> **Task to complete**: Among the entries below, one line contains "the observations and" and another contains "same best block hash". Transcribe those two lines and every line between them, exactly.

> **Source data**:
// File: testing/integration/src/cluster/waiters.rs
//
// Cross-node convergence barriers
//
// All waiters poll every node in index order, compare the observations and
// sleep between rounds. They never retry around RPC errors: by the time a
// barrier runs every node has already passed its readiness checks.

use crate::config::POLL_INTERVAL;
use crate::error::{HarnessError, HarnessResult};
use crate::rpc::NodeRpc;
use std::sync::Arc;
use std::time::Duration;
use tokio::time::{sleep, Instant};

/// Wait until every node reports the same best block hash
pub async fn sync_blocks(nodes: &[Arc<dyn NodeRpc>], timeout: Duration) -> HarnessResult<()> {
    let deadline = Instant::now() + timeout;
    loop {
        let mut hashes = Vec::with_capacity(nodes.len());
        for node in nodes {
            hashes.push(node.get_top_block_hash().await?);
        }
        if hashes.windows(2).all(|w| w[0] == w[1]) {
            return Ok(());
        }

        if Instant::now() >= deadline {
            log::warn!("Block sync timed out, best hashes: {:?}", hashes);
            return Err(HarnessError::SyncTimeout {
                what: "best block hashes".to_string(),
                timeout,
            });
        }
        sleep(POLL_INTERVAL).await;
    }
}

/// Wait until every node holds the same set of mempool transactions
pub async fn sync_mempools(nodes: &[Arc<dyn NodeRpc>], timeout: Duration) -> HarnessResult<()> {
    let deadline = Instant::now() + timeout;
    loop {
        let mut pools = Vec::with_capacity(nodes.len());
        for node in nodes {
            let mut pool = node.get_mempool().await?;
            pool.sort();
            pool.dedup();
            pools.push(pool);
        }
        if pools.windows(2).all(|w| w[0] == w[1]) {
            return Ok(());
        }

        if Instant::now() >= deadline {
            log::warn!("Mempool sync timed out, sizes: {:?}", pools.iter().map(Vec::len).collect::<Vec<_>>());
            return Err(HarnessError::SyncTimeout {
                what: "mempools".to_string(),
                timeout,
            });
        }
        sleep(POLL_INTERVAL).await;
    }
}

/// Wait until `node` lists `peer_id` among its connected peers
pub async fn wait_for_peer(
    node: &dyn NodeRpc,
    peer_id: &str,
    timeout: Duration,
) -> HarnessResult<()> {
    let deadline = Instant::now() + timeout;
    loop {
        let peers = node.get_peers().await?;
        if peers.iter().any(|p| p == peer_id) {
            return Ok(());
        }

        if Instant::now() >= deadline {
            return Err(HarnessError::SyncTimeout {
                what: format!("connection to peer {peer_id}"),
                timeout,
            });
        }
        sleep(POLL_INTERVAL).await;
    }
}

/// Pin every node's clock to `timestamp`
pub async fn set_node_times(nodes: &[Arc<dyn NodeRpc>], timestamp: u64) -> HarnessResult<()> {
    for node in nodes {
        node.set_mock_time(timestamp).await?;
    }
    Ok(())
}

> **Task response**:
// All waiters poll every node in index order, compare the observations and
// sleep between rounds. They never retry around RPC errors: by the time a
// barrier runs every node has already passed its readiness checks.

use crate::config::POLL_INTERVAL;
use crate::error::{HarnessError, HarnessResult};
use crate::rpc::NodeRpc;
use std::sync::Arc;
use std::time::Duration;
use tokio::time::{sleep, Instant};

/// Wait until every node reports the same best block hash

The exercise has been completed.